As for children who dared question why we hit ourselves with salmon at all? We had to shut them up before anybody else could hear such shameful suggestions. Wash their mouths out with soap, we would say. Or better yet, hit them with some raw salmon. The bigger, the better.

Philosophically, I was always against it. And while I would debate the practice verbally, I still went along with tradition, hit myself with whatever fish that was offered, when they offered it. I just wanted to leave the option open. I suppose I didn't want to deal with the actual fallout from the community in case I did stop hitting myself, or even the mild shame associated with using fish that was not officially approved.

At least I didn't participate in the contests over who could hit themselves most perfectly, or who had access to the best specimens with which to hit themselves. I told them that was all a waste of time. At least that line of debate was generally considered socially acceptable. I didn't have to compete, nobody expected me to compete, and I was allowed to question the point of the competitions without too much backlash.

Suggesting cooked salmon would have been seen as shameful though. We knew other cultures did that, but we didn't do it there. That was not the way we did things. It was too strange for our society. And suggesting any kind of fish besides salmon was seen as beyond the pale. Sometimes people wouldn't even believe you if you suggested something like trout. They'd think you were just joking. And to suggest hitting ourselves with other things besides fish? That would make you a freak, someone who could not be trusted, someone who should never be invited to anything.

Granted there were communities that formed around hitting one another with alternative objects. The trout hitters were strange enough, but most of us laughed at the ones who used kale. They weren't too threatening by themselves, but we saw them and spoke of them as if they were fools, as if they were insane. It was hard to imagine how anybody could settle on a vegetable as anything to hit oneself with.

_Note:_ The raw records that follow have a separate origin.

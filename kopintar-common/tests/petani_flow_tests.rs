//! Petani Flow Tests
//! End-to-end behavior across form, listing, edit, export and session state

use kopintar_common::edit::EditPetaniForm;
use kopintar_common::export::{export, ExportFormat, EMPTY_EXPORT};
use kopintar_common::form::CreatePetaniForm;
use kopintar_common::listing::{filter_rows, normalize_rows, ListState, Pagination, PAGE_SIZE};
use kopintar_common::petani::*;
use kopintar_common::session::MemoryTokenStore;
use kopintar_common::{
    guard, ApiError, DeferredActions, Guarded, PendingAction, Session, TokenStore,
};
use serde_json::json;

// ============== Create -> List Tests ==============

#[test]
fn test_created_record_lists_with_placeholders() {
    let mut form = CreatePetaniForm::new();
    form.set(NAMA, "Budi");
    form.set(USIA, "40");
    let payload = form.to_payload().unwrap();

    // Backend echoes the record with an assigned number
    let mut stored = payload.into_value();
    stored[NO] = json!(17);

    let rows = normalize_rows(vec![stored]);
    assert_eq!(rows.len(), 1);
    let row = &rows[0];
    assert_eq!(row.id, "17");
    assert_eq!(row.nama, "Budi");
    assert_eq!(row.usia, "40");
    assert_eq!(row.luas_lahan, "-");
    assert_eq!(row.produksi, "-");
    assert_eq!(row.harga, "-");
    assert_eq!(row.dusun, "-");
}

#[test]
fn test_search_and_paginate_large_list() {
    let raw = (1..=25)
        .map(|i| {
            let dusun = if i % 2 == 0 { "Sumberurip" } else { "Jawai Talu" };
            json!({"NO": i, "NAMA": format!("Petani {}", i), "DUSUN": dusun})
        })
        .collect();
    let rows = normalize_rows(raw);

    let filtered = filter_rows(&rows, "sumberurip");
    assert_eq!(filtered.len(), 12);

    let mut pages = Pagination::new(filtered.len(), PAGE_SIZE);
    pages.next();
    let page: Vec<_> = filtered[pages.range()].iter().map(|r| r.id.as_str()).collect();
    assert_eq!(page, vec!["22", "24"]);
    assert_eq!(pages.label(), "Halaman 2 dari 2");
}

// ============== Edit Tests ==============

#[test]
fn test_edit_round_trip_through_backend_keys() {
    let record = PetaniRecord::from_value(json!({
        "NO": 5,
        "NAMA": "Siti",
        "USIA": 38,
        "TOTAL LAHAN (M2)": 1200,
        "HARGA JUAL PER KG": "Rp 72.000"
    }));
    let mut form = EditPetaniForm::from_record(record);
    assert_eq!(form.record_id().unwrap(), "5");

    form.set(USIA, "39");
    form.set(TOTAL_LAHAN, "1500.5");
    let payload = form.to_payload();
    assert_eq!(payload["usia"], json!(39));
    assert_eq!(payload["total_lahan_m2"], json!(1500.5));
    assert_eq!(payload["harga_jual_per_kg"], json!("Rp 72.000"));
}

#[test]
fn test_rejected_edit_shows_backend_validation_payload() {
    let form = EditPetaniForm::from_record(PetaniRecord::from_value(json!({"NO": 7, "USIA": 50})));
    assert_eq!(form.record_id().unwrap(), "7");

    let body = json!({
        "detail": [{"loc": ["body", "usia"], "msg": "value is not a valid integer"}]
    });
    let err = ApiError::from_status(422, "Unprocessable Entity", Some(body));
    let msg = err.user_message();
    assert!(msg.starts_with("Gagal menyimpan data. Periksa format input Anda:\n"));
    assert!(msg.contains("value is not a valid integer"));
    assert!(msg.contains("usia"));
}

// ============== Export Tests ==============

#[test]
fn test_export_filtered_subset() {
    let rows = normalize_rows(vec![
        json!({"NO": 1, "NAMA": "Budi", "DUSUN": "Sumberurip"}),
        json!({"NO": 2, "NAMA": "Siti", "DUSUN": "Jawai Talu"}),
    ]);
    let filtered = filter_rows(&rows, "siti");
    let bytes = export(filtered.iter().map(|r| &r.full), ExportFormat::Csv).unwrap();
    let csv = String::from_utf8(bytes).unwrap();
    assert_eq!(csv.lines().count(), 2);
    assert!(csv.lines().nth(1).unwrap().starts_with("2,Siti,"));

    let none = filter_rows(&rows, "zzz");
    let err = export(none.iter().map(|r| &r.full), ExportFormat::Json).unwrap_err();
    assert_eq!(err.to_string(), EMPTY_EXPORT);
}

// ============== Session Tests ==============

#[test]
fn test_unauthorized_response_ends_session() {
    let store = MemoryTokenStore::default();
    store.set("stale-token");
    let mut session = Session::restore(store.clone());
    assert!(session.is_logged_in());

    let err = ApiError::from_status(401, "Unauthorized", Some(json!({"detail": "Invalid token"})));
    let state = ListState::Error(err.clone());
    assert!(state.rows().is_empty());

    if err.is_session_expired() {
        assert!(session.expire());
    }
    assert!(!session.is_logged_in());
    assert_eq!(store.get(), None);
    assert!(!Session::restore(store).is_logged_in());
}

#[test]
fn test_deferred_delete_replays_after_login() {
    let store = MemoryTokenStore::default();
    let mut session = Session::restore(store);
    let mut deferred = DeferredActions::new();

    let first = guard(session.is_logged_in(), &mut deferred, PendingAction::Delete("9"));
    assert_eq!(first, Guarded::NeedsLogin);

    session.login("fresh-token");
    assert_eq!(deferred.take_on_login(), Some(PendingAction::Delete("9")));
    assert_eq!(deferred.take_on_login(), None);

    let second = guard(session.is_logged_in(), &mut deferred, PendingAction::Add);
    assert_eq!(second, Guarded::Proceed(PendingAction::Add));
}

If kids did that during their teenage years, most parents hoped that it was just a phase, that they would eventually grow out of it and rejoin the rest of respectable society. And if their kids never grew out of it, their parents would rarely speak of them again. To do so would have reminded them of too much shame, of not having been good enough parents to raise the right kids. It became something their family would be identified with.

"That's the family that has kale hitters as children," their neighbors would whisper to one another. Fortunately my kids were normal. They were brought up correctly, to know right from wrong.

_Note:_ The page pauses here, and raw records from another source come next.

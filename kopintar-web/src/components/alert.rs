//! Error and status display components

use kopintar_common::ApiError;
use leptos::*;

/// Error display component
#[component]
pub fn ErrorAlert(
    /// Error to display
    error: ApiError,
    /// Overrides the message derived from the error
    #[prop(optional, into)]
    message: Option<String>,
    /// Callback for retry button
    #[prop(optional)]
    on_retry: Option<Callback<()>>,
    /// Callback for dismiss button
    #[prop(optional)]
    on_dismiss: Option<Callback<()>>,
) -> impl IntoView {
    let severity = error.severity();
    let icon = error.icon();
    let message = message.unwrap_or_else(|| error.describe());
    let details = error.detail.as_ref().map(|d| d.to_string());

    view! {
        <div class={format!("alert {}", severity.class())}>
            <div class="alert-icon">{icon}</div>
            <div class="alert-content">
                <div class="alert-message">{message}</div>
                {details.map(|details| view! {
                    <details class="alert-details">
                        <summary>"Detail teknis"</summary>
                        <code>{details}</code>
                    </details>
                })}
            </div>
            <div class="alert-actions">
                {on_retry.map(|on_retry| view! {
                    <button
                        class="btn-secondary btn-sm"
                        on:click=move |_| on_retry.call(())
                    >
                        "Coba Lagi"
                    </button>
                })}
                {on_dismiss.map(|on_dismiss| view! {
                    <button
                        class="btn-ghost btn-sm"
                        on:click=move |_| on_dismiss.call(())
                    >
                        "✕"
                    </button>
                })}
            </div>
        </div>
    }
}

/// Loading error state with an optional retry
#[component]
pub fn LoadingError(
    error: ApiError,
    #[prop(optional)] on_retry: Option<Callback<()>>,
) -> impl IntoView {
    let icon = error.icon();
    let message = error.describe();

    view! {
        <div class="loading-error">
            <div class="loading-error-icon">{icon}</div>
            <h3>"Gagal Memuat Data"</h3>
            <p>{message}</p>
            {on_retry.map(|on_retry| view! {
                <button class="btn-primary" on:click=move |_| on_retry.call(())>
                    "Coba Lagi"
                </button>
            })}
        </div>
    }
}

/// Empty state component (when no data available)
#[component]
pub fn EmptyState(
    #[prop(default = "📦")] icon: &'static str,
    #[prop(into)] title: String,
    #[prop(optional, into)] description: Option<String>,
) -> impl IntoView {
    view! {
        <div class="empty-state">
            <div class="empty-state-icon">{icon}</div>
            <h3>{title}</h3>
            {description.map(|d| view! { <p>{d}</p> })}
        </div>
    }
}

/// Blocking browser alert, used for form outcomes
pub fn notify(message: &str) {
    if let Some(window) = web_sys::window() {
        let _ = window.alert_with_message(message);
    }
}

One of my cousins had to move because of the ostracism from their neighbors. In their new home, far away from anybody that knew them, they could finally hit themselves with raw salmon in peace.

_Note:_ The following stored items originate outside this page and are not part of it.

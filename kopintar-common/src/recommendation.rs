//! Recommendation assistant: response formatting, free-text detail parsing,
//! chat transcript and the problem-report form.

use std::sync::LazyLock;

use regex::Regex;
use serde::{Deserialize, Serialize};
use serde_json::{Map, Value};

use crate::petani::value_text;

pub const NOT_FOUND: &str = "❌ Tidak ada rekomendasi yang ditemukan.";
pub const GREETING: &str = "Halo! Saya asisten AI yang siap membantu masalah di perkebunan kopi ☕🌱\n\nCeritakan masalah yang Anda hadapi, dan saya akan memberikan rekomendasi solusi yang praktis!";
pub const APOLOGY: &str =
    "⚠️ Maaf, terjadi kesalahan saat memproses permintaan Anda. Silakan coba lagi.";
pub const RECOMMENDATION_FAILED: &str = "Gagal mengambil rekomendasi dari server.";
pub const REPORT_FAILED: &str = "Gagal menyimpan laporan ke server.";

/// "1. Siapkan alat 2. Jemur" inside a description
static STEP_REGEX: LazyLock<Regex> = LazyLock::new(|| Regex::new(r"(\d+)\.\s+").unwrap());

#[derive(Debug, Clone, Serialize)]
pub struct RecommendationRequest {
    pub masalah: String,
    pub detail_petani: Map<String, Value>,
}

#[derive(Debug, Clone, Default, Deserialize)]
pub struct RecommendationResponse {
    #[serde(default)]
    pub recommendation: Value,
}

#[derive(Debug, Clone, Serialize)]
pub struct LaporanRequest {
    pub masalah: String,
    pub nama_petani: String,
    pub detail_petani: Map<String, Value>,
}

fn item_text(item: &Value) -> String {
    value_text(item).unwrap_or_default()
}

fn field<'a>(item: &'a Value, key: &str) -> Option<&'a str> {
    item.get(key).and_then(Value::as_str).filter(|s| !s.is_empty())
}

fn numbered<F>(items: &[Value], render: F) -> String
where
    F: Fn(usize, &Value) -> String,
{
    items
        .iter()
        .enumerate()
        .map(|(i, item)| render(i + 1, item))
        .collect::<Vec<_>>()
        .join("\n")
}

fn non_empty_array<'a>(rec: &'a Value, key: &str) -> Option<&'a Vec<Value>> {
    rec.get(key).and_then(Value::as_array).filter(|a| !a.is_empty())
}

/// Render a recommendation (object or JSON string) as readable sections
pub fn format_recommendation(recommendation: &Value) -> String {
    let parsed;
    let rec = match recommendation {
        Value::Null => return NOT_FOUND.to_string(),
        Value::String(s) if s.is_empty() => return NOT_FOUND.to_string(),
        Value::String(s) => match serde_json::from_str::<Value>(s) {
            Ok(v) => {
                parsed = v;
                &parsed
            }
            Err(_) => return s.clone(),
        },
        other => other,
    };

    let mut sections = Vec::new();

    if let Some(masalah) = rec.get("masalah_utama").and_then(value_text) {
        sections.push(format!("Masalah Utama\n{}", masalah));
    }

    if let Some(items) = non_empty_array(rec, "prioritas_penanganan") {
        let body = numbered(items, |n, item| format!("{}. {}", n, item_text(item)));
        sections.push(format!("Prioritas Penanganan:\n{}", body));
    }

    if let Some(items) = non_empty_array(rec, "rekomendasi_pelatihan") {
        let body = numbered(items, |n, item| match field(item, "topik") {
            Some(topik) => format!(
                "{}. {}\n   {}",
                n,
                topik,
                field(item, "deskripsi").unwrap_or("")
            ),
            None => format!("{}. {}", n, item_text(item)),
        });
        sections.push(format!("Rekomendasi Pelatihan:\n{}", body));
    }

    if let Some(items) = non_empty_array(rec, "solusi_praktis") {
        let body = numbered(items, |n, item| match field(item, "nama_solusi") {
            Some(nama) => {
                let desc = field(item, "deskripsi").unwrap_or("");
                let steps = STEP_REGEX.replace_all(desc, "\n   • ");
                let steps = steps.trim();
                if steps.is_empty() {
                    format!("{}. {}", n, nama)
                } else {
                    format!("{}. {}\n   {}", n, nama, steps)
                }
            }
            None => format!("{}. {}", n, item_text(item)),
        });
        sections.push(format!("Solusi Praktis:\n{}", body));
    }

    if sections.is_empty() {
        NOT_FOUND.to_string()
    } else {
        sections.join("\n\n")
    }
}

/// `key: value` per line into a map; lines without a key or colon are skipped
pub fn parse_detail(text: &str) -> Map<String, Value> {
    text.lines()
        .filter_map(|line| line.split_once(':'))
        .map(|(k, v)| (k.trim(), v.trim()))
        .filter(|(k, _)| !k.is_empty())
        .map(|(k, v)| (k.to_string(), Value::from(v)))
        .collect()
}

#[derive(Clone, Copy, Debug, PartialEq, Eq, Serialize, Deserialize)]
#[serde(rename_all = "lowercase")]
pub enum ChatRole {
    User,
    Ai,
}

#[derive(Clone, Debug, PartialEq, Serialize, Deserialize)]
pub struct ChatMessage {
    pub role: ChatRole,
    pub message: String,
}

/// Append-only chat history, seeded with the greeting
#[derive(Clone, Debug, PartialEq)]
pub struct ChatTranscript {
    messages: Vec<ChatMessage>,
}

impl Default for ChatTranscript {
    fn default() -> Self {
        Self {
            messages: vec![ChatMessage {
                role: ChatRole::Ai,
                message: GREETING.to_string(),
            }],
        }
    }
}

impl ChatTranscript {
    pub fn new() -> Self {
        Self::default()
    }

    pub fn messages(&self) -> &[ChatMessage] {
        &self.messages
    }

    pub fn push_user(&mut self, message: impl Into<String>) {
        self.messages.push(ChatMessage {
            role: ChatRole::User,
            message: message.into(),
        });
    }

    pub fn push_ai(&mut self, message: impl Into<String>) {
        self.messages.push(ChatMessage {
            role: ChatRole::Ai,
            message: message.into(),
        });
    }

    pub fn push_failure(&mut self) {
        self.push_ai(APOLOGY);
    }
}

#[derive(Clone, Copy, Debug, Default, PartialEq, Eq)]
pub enum ReportStatus {
    #[default]
    Idle,
    Success,
    Error,
}

/// Delay before a report status falls back to idle
pub const STATUS_RESET_MS: u32 = 3000;

/// Problem report input; name and problem are required
pub fn build_report(nama_petani: &str, masalah: &str, detail: &str) -> Option<LaporanRequest> {
    let (nama, masalah) = (nama_petani.trim(), masalah.trim());
    if nama.is_empty() || masalah.is_empty() {
        return None;
    }
    Some(LaporanRequest {
        masalah: masalah.to_string(),
        nama_petani: nama.to_string(),
        detail_petani: parse_detail(detail),
    })
}

#[cfg(test)]
mod tests {
    use super::*;
    use serde_json::json;

    #[test]
    fn test_format_missing_input() {
        assert_eq!(format_recommendation(&Value::Null), NOT_FOUND);
        assert_eq!(format_recommendation(&json!("")), NOT_FOUND);
        assert_eq!(format_recommendation(&json!({})), NOT_FOUND);
    }

    #[test]
    fn test_format_returns_unparseable_string() {
        assert_eq!(format_recommendation(&json!("not json")), "not json");
    }

    #[test]
    fn test_format_single_section() {
        let out = format_recommendation(&json!({"masalah_utama": "X"}));
        assert_eq!(out, "Masalah Utama\nX");
        assert!(!out.contains("Prioritas"));
        assert!(!out.contains("Solusi"));
    }

    #[test]
    fn test_format_from_json_string() {
        let raw = r#"{"masalah_utama":"Hama","prioritas_penanganan":["Sanitasi","Pangkas"]}"#;
        assert_eq!(
            format_recommendation(&json!(raw)),
            "Masalah Utama\nHama\n\nPrioritas Penanganan:\n1. Sanitasi\n2. Pangkas"
        );
    }

    #[test]
    fn test_format_training_and_solutions() {
        let rec = json!({
            "rekomendasi_pelatihan": [
                {"topik": "Pengendalian PBKo", "deskripsi": "Pelatihan hama"},
                "Pasca panen"
            ],
            "solusi_praktis": [
                {"nama_solusi": "Rampasan", "deskripsi": "1. Petik semua buah 2. Rendam air panas"},
                {"nama_solusi": "Perangkap"}
            ],
            "prioritas_penanganan": []
        });
        let out = format_recommendation(&rec);
        assert_eq!(
            out,
            "Rekomendasi Pelatihan:\n1. Pengendalian PBKo\n   Pelatihan hama\n2. Pasca panen\n\n\
             Solusi Praktis:\n1. Rampasan\n   • Petik semua buah \n   • Rendam air panas\n2. Perangkap"
        );
    }

    #[test]
    fn test_parse_detail_lines() {
        let map = parse_detail("Lokasi: Doko\nlahan : 2 ha\n: kosong\ntanpa titik dua\nJam: 08:00");
        assert_eq!(map.len(), 3);
        assert_eq!(map["Lokasi"], json!("Doko"));
        assert_eq!(map["lahan"], json!("2 ha"));
        assert_eq!(map["Jam"], json!("08:00"));
        assert!(parse_detail("   ").is_empty());
    }

    #[test]
    fn test_transcript_is_seeded_and_appends() {
        let mut chat = ChatTranscript::new();
        assert_eq!(chat.messages().len(), 1);
        assert_eq!(chat.messages()[0].role, ChatRole::Ai);
        chat.push_user("daun menguning");
        chat.push_failure();
        assert_eq!(chat.messages().len(), 3);
        assert_eq!(chat.messages()[2].message, APOLOGY);
    }

    #[test]
    fn test_build_report_requires_name_and_problem() {
        assert!(build_report("", "hama", "").is_none());
        assert!(build_report("Budi", "  ", "").is_none());
        let report = build_report(" Budi ", "hama", "Dusun: Sumberurip").unwrap();
        assert_eq!(report.nama_petani, "Budi");
        assert_eq!(report.detail_petani["Dusun"], json!("Sumberurip"));
    }
}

"Children?" they would say. "No, sadly we were never able to have children." They didn't like having to lie to their friends and neighbors, but the alternative would have been too much to bear. They had already been forced to move once, they weren't about to risk having to do it again.

Once in a while, they would hear about someone else going through what they had to go through, but the flash of recognition didn't last. They were too immersed in raw salmon culture. That was good reason for them to disown their children, it was simply too disgusting. They would be ashamed to even be reminded that they too were connected to such strange behavior.

"Have to go to the store tonight," my cousin might say. "Going to get some premium quality salmon tonight." I'm sure that would help them feel better about the situation. They usually looked more relieved after a solid beating with expensive, high class salmon. It helped take their mind off their worries. The stress of everyday life would melt away under the rhythm of the scales.

I couldn't help being envious of their lifestyle. It's not that I couldn't afford the same quality of fish, but I had promised myself to spend my money on other things. Electronics, furniture, other useless consumer goods. It was hard not to feel deprived when I saw the quality of the fish they were using. Even if I saw the practice as idiotic, it was hard to resist the draw of seeing such great fish bashing someone in the head.

I admit the more years I spent in that country, the more I began to see the draw of raw salmon over cooked. I suppose it was just because I was being assimilated. There was no escape unless I wanted to join a cult.